While he was grateful for White's patronage and said he considered her a "terrific" friend, he didn't believe they depended on each other. "As far as the extreme closeness of the relationship goes, I'm not really sure where that's coming from," Brown said. "Maybe that's how she felt towards me."
By the fall, White had posted two more videos online discussing her spending problem on TikTok. Brown, it seems, had taken notice. Underneath one, he commented, "Houston?" White responded: "We have a problem."
Though, according to White, they didn't discuss her out-of-control spending until May 2023. By then, her bank statements were endless TikTok charges. On one of their calls that month, Brown brought up another gifter who also told him she had a spending problem, which led White to discuss her habit.
"It made me feel awful," Brown said. "It made me feel like: well if they're addicted — then how many other people are addicted? Not just to me, but to these other creators." In response, Brown asked her not to spend any more money on him.
It made me feel like: well if they're addicted — then how many other people are addicted? Not just to me, but to these other creators.
While Brown didn't offer to return any money, he did send White three prints of his art: One of a Holstein bull — which he titled "Mooving Along —" the others were mosaic-like paintings of an elephant and Bella, White's tabby cat. "I said to them, my hope is my art will become so valuable that whatever you gifted me, I'm gifting you back tenfold" Brown recalled.
When asked why he had not raised the issue of money earlier, especially if he had seen White's videos about her addiction, Brown waffled. "I don't remember because at that time, it wasn't important to me," he said.
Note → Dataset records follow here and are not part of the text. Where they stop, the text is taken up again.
use serde::{Deserialize, Serialize};

#[derive(Debug, Serialize, Deserialize)]
pub(crate) struct ESearchResult {
    #[serde(default)]
    pub esearchresult: ESearchData,
}

#[derive(Debug, Default, Serialize, Deserialize)]
pub(crate) struct ESearchData {
    #[serde(default, rename = "ERROR")]
    pub error: Option<String>,
    #[serde(default)]
    pub count: Option<String>,
    #[serde(default)]
    pub idlist: Vec<String>,
}

// ESummary API response structures

/// ESummary returns a JSON object with "result" containing "uids" array and per-UID objects.
/// We use serde_json::Value to handle the dynamic per-UID keys, then parse manually.
#[derive(Debug, Serialize, Deserialize)]
pub(crate) struct ESummaryResponse {
    #[serde(default)]
    pub result: serde_json::Value,
}

#[derive(Debug, Default, Serialize, Deserialize)]
pub(crate) struct ESummaryAuthor {
    #[serde(default)]
    pub name: Option<String>,
}

#[derive(Debug, Default, Serialize, Deserialize)]
pub(crate) struct ESummaryDocSum {
    #[serde(default)]
    pub title: Option<String>,
    #[serde(default)]
    pub source: Option<String>,
    #[serde(default)]
    pub fulljournalname: Option<String>,
    #[serde(default)]
    pub pubdate: Option<String>,
    #[serde(default)]
    pub authors: Vec<ESummaryAuthor>,
    #[serde(default)]
    pub elocationid: Option<String>,
}
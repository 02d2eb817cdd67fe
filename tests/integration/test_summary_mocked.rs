//! Integration tests for the ESummary fetcher using mocked HTTP responses

mod common;

use common::{create_test_client, esummary_json};
use tracing_test::traced_test;
use wiremock::matchers::{method, path, query_param};
use wiremock::{Mock, MockServer, ResponseTemplate};

#[tokio::test]
#[traced_test]
async fn test_fetch_summaries_batches_ids() {
    let mock_server = MockServer::start().await;

    Mock::given(method("GET"))
        .and(path("/esummary.fcgi"))
        .and(query_param("db", "pubmed"))
        .and(query_param("id", "111,222"))
        .and(query_param("retmode", "json"))
        .and(query_param("tool", "test-client"))
        .respond_with(ResponseTemplate::new(200).set_body_string(esummary_json(&["111", "222"])))
        .expect(1)
        .mount(&mock_server)
        .await;

    let client = create_test_client(&mock_server.uri());
    let result = client.fetch_summaries(&["111", "222"]).await.unwrap();

    assert_eq!(result.records.len(), 2);

    let first = &result.records[0];
    assert_eq!(first.pmid, "111");
    assert_eq!(first.title.as_deref(), Some("Summary title 111"));
    assert_eq!(first.journal.as_deref(), Some("Journal 111"));
    assert_eq!(first.pubdate.as_deref(), Some("2020 Feb"));
    assert_eq!(first.authors, vec!["Author 111"]);
    assert_eq!(first.doi, "doi: 10.1000/111");
}

#[tokio::test]
async fn test_fetch_summaries_is_idempotent() {
    let mock_server = MockServer::start().await;

    Mock::given(method("GET"))
        .and(path("/esummary.fcgi"))
        .respond_with(ResponseTemplate::new(200).set_body_string(esummary_json(&["1", "2"])))
        .expect(2)
        .mount(&mock_server)
        .await;

    let client = create_test_client(&mock_server.uri());
    let first = client.fetch_summaries(&["1", "2"]).await.unwrap();
    let second = client.fetch_summaries(&["1", "2"]).await.unwrap();

    assert_eq!(first, second);
}

#[tokio::test]
async fn test_fetch_summaries_journal_fallback_and_author_filter() {
    let mock_server = MockServer::start().await;

    let body = r#"{"result": {"uids": ["9"], "9": {
        "uid": "9",
        "title": "Fallback",
        "source": "Lancet",
        "authors": [{"authtype": "CollectiveName", "clusterid": ""}, {"name": "Doe J", "authtype": "Author"}]
    }}}"#;

    Mock::given(method("GET"))
        .and(path("/esummary.fcgi"))
        .respond_with(ResponseTemplate::new(200).set_body_string(body))
        .mount(&mock_server)
        .await;

    let client = create_test_client(&mock_server.uri());
    let result = client.fetch_summaries(&["9"]).await.unwrap();

    assert_eq!(result.records[0].journal.as_deref(), Some("Lancet"));
    assert_eq!(result.records[0].authors, vec!["Doe J"]);
    assert_eq!(result.records[0].doi, "");
}

#[tokio::test]
async fn test_fetch_summaries_upstream_failure() {
    let mock_server = MockServer::start().await;

    Mock::given(method("GET"))
        .and(path("/esummary.fcgi"))
        .respond_with(ResponseTemplate::new(502))
        .mount(&mock_server)
        .await;

    let client = create_test_client(&mock_server.uri());
    let err = client.fetch_summaries(&["1"]).await.unwrap_err();

    assert!(err.is_upstream_failure());
}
Brown claimed he did not remember seeing White's videos in 2022 and suggested a social-media team that manages his TikTok account responded on his behalf. "They don't do every video, but they do some," he said. "It could be me. I don't know."
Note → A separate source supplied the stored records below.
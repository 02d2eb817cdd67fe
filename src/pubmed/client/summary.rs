//! ESummary API operations for fetching normalised record metadata

use crate::error::Result;
use crate::pubmed::models::{SummaryRecord, SummaryResult};
use crate::pubmed::responses::{ESummaryDocSum, ESummaryResponse};
use tracing::{debug, info, instrument, warn};

use super::PubMedClient;

impl PubMedClient {
    /// Fetch summaries for a batch of PMIDs in one ESummary request
    ///
    /// Records come back in the order of the upstream `uids` list.
    ///
    /// # Example
    ///
    /// ```no_run
    /// use pubmed_proxy::PubMedClient;
    ///
    /// #[tokio::main]
    /// async fn main() -> Result<(), Box<dyn std::error::Error>> {
    ///     let client = PubMedClient::new()?;
    ///     let summaries = client.fetch_summaries(&["31978945", "33515491"]).await?;
    ///     for record in &summaries.records {
    ///         println!("{}: {:?} ({:?})", record.pmid, record.title, record.journal);
    ///     }
    ///     Ok(())
    /// }
    /// ```
    #[instrument(skip(self), fields(pmids_count = pmids.len()))]
    pub async fn fetch_summaries(&self, pmids: &[&str]) -> Result<SummaryResult> {
        let id_list = Self::join_ids(pmids);
        if id_list.is_empty() {
            return Ok(SummaryResult {
                records: Vec::new(),
            });
        }

        let url = format!(
            "{}/esummary.fcgi?db=pubmed&id={}&retmode=json",
            self.base_url, id_list
        );

        debug!("Making batch ESummary API request");
        let response = self.make_request(&url).await?;
        let json_text = response.text().await?;

        let records = Self::parse_esummary_response(&json_text)?;
        info!(
            requested = pmids.len(),
            parsed = records.len(),
            "ESummary batch completed"
        );

        Ok(SummaryResult { records })
    }

    /// Parse ESummary JSON into summary records
    ///
    /// A uid listed without a usable detail object yields a record with every
    /// optional field empty instead of an error.
    pub(crate) fn parse_esummary_response(json_text: &str) -> Result<Vec<SummaryRecord>> {
        let response: ESummaryResponse = serde_json::from_str(json_text)?;
        let result = &response.result;

        let uids = result
            .get("uids")
            .and_then(|v| v.as_array())
            .map(|arr| {
                arr.iter()
                    .filter_map(|v| v.as_str().map(|s| s.to_string()))
                    .collect::<Vec<_>>()
            })
            .unwrap_or_default();

        let records = uids
            .into_iter()
            .map(|uid| {
                let doc = match result.get(&uid) {
                    Some(value) => {
                        serde_json::from_value::<ESummaryDocSum>(value.clone()).unwrap_or_else(|e| {
                            warn!(uid = %uid, error = %e, "Unreadable ESummary document");
                            ESummaryDocSum::default()
                        })
                    }
                    None => {
                        warn!(uid = %uid, "UID not found in ESummary response");
                        ESummaryDocSum::default()
                    }
                };
                to_summary_record(uid, doc)
            })
            .collect();

        Ok(records)
    }
}

fn to_summary_record(pmid: String, doc: ESummaryDocSum) -> SummaryRecord {
    let journal = non_empty(doc.fulljournalname).or_else(|| non_empty(doc.source));

    let authors = doc
        .authors
        .into_iter()
        .filter_map(|author| non_empty(author.name))
        .collect();

    SummaryRecord {
        pmid,
        title: doc.title,
        journal,
        pubdate: doc.pubdate,
        authors,
        doi: doc.elocationid.unwrap_or_default(),
    }
}

fn non_empty(value: Option<String>) -> Option<String> {
    value.filter(|v| !v.is_empty())
}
White doesn't blame Brown. He was one of many creators she was spending money on. And by the time they spoke about her problem, she'd already shrugged off gentle nudges from her family and friends for months. "My brother said it, my best friend said it, my therapist said it, but it didn't sink in," White said. "I was like: 'They don't get it. They don't know the enjoyment I get from it.'"
Quitting wasn't easy. Shortly after the conversation with Brown, White asked PayPal to block her payments to TikTok. But she immediately set up another account to buy gifts on the platform. "I had to go use another credit card. Just like an addict," she said. "I probably used three different credit cards."
To help wean herself off, she switched to tapping on the battle screen, sending a flurry of tiny heart emojis fluttering up the side of the feed at no cost or buying roses, the cheapest TikTok gift.
Her relationship with Brown also faded over the year. By the fall, he also decided to stop battling altogether. White still sent him money at least once more, believing he didn't have enough income after stopping. "Not massive amounts," she clarified. "I wasn't gifting him any money because he wasn't doing Live Battles anymore."
These days, she browses regular livestreams, mainly seeking out country singers. She'll reward them with a small rose in exchange for a song or to hear them say her name.
She still sometimes indulges creators with a tiny splurge — though never during Battles. In November, she spent $13 on a "galaxy" gift for an influencer named Paulette, who livestreams her life with her six cats.
"I just gave her a galaxy because she said: 'If anyone ever gave me a galaxy, I'd probably cry,'" White said. "I won't do it again," she added. "I just wanted to see what her reaction was."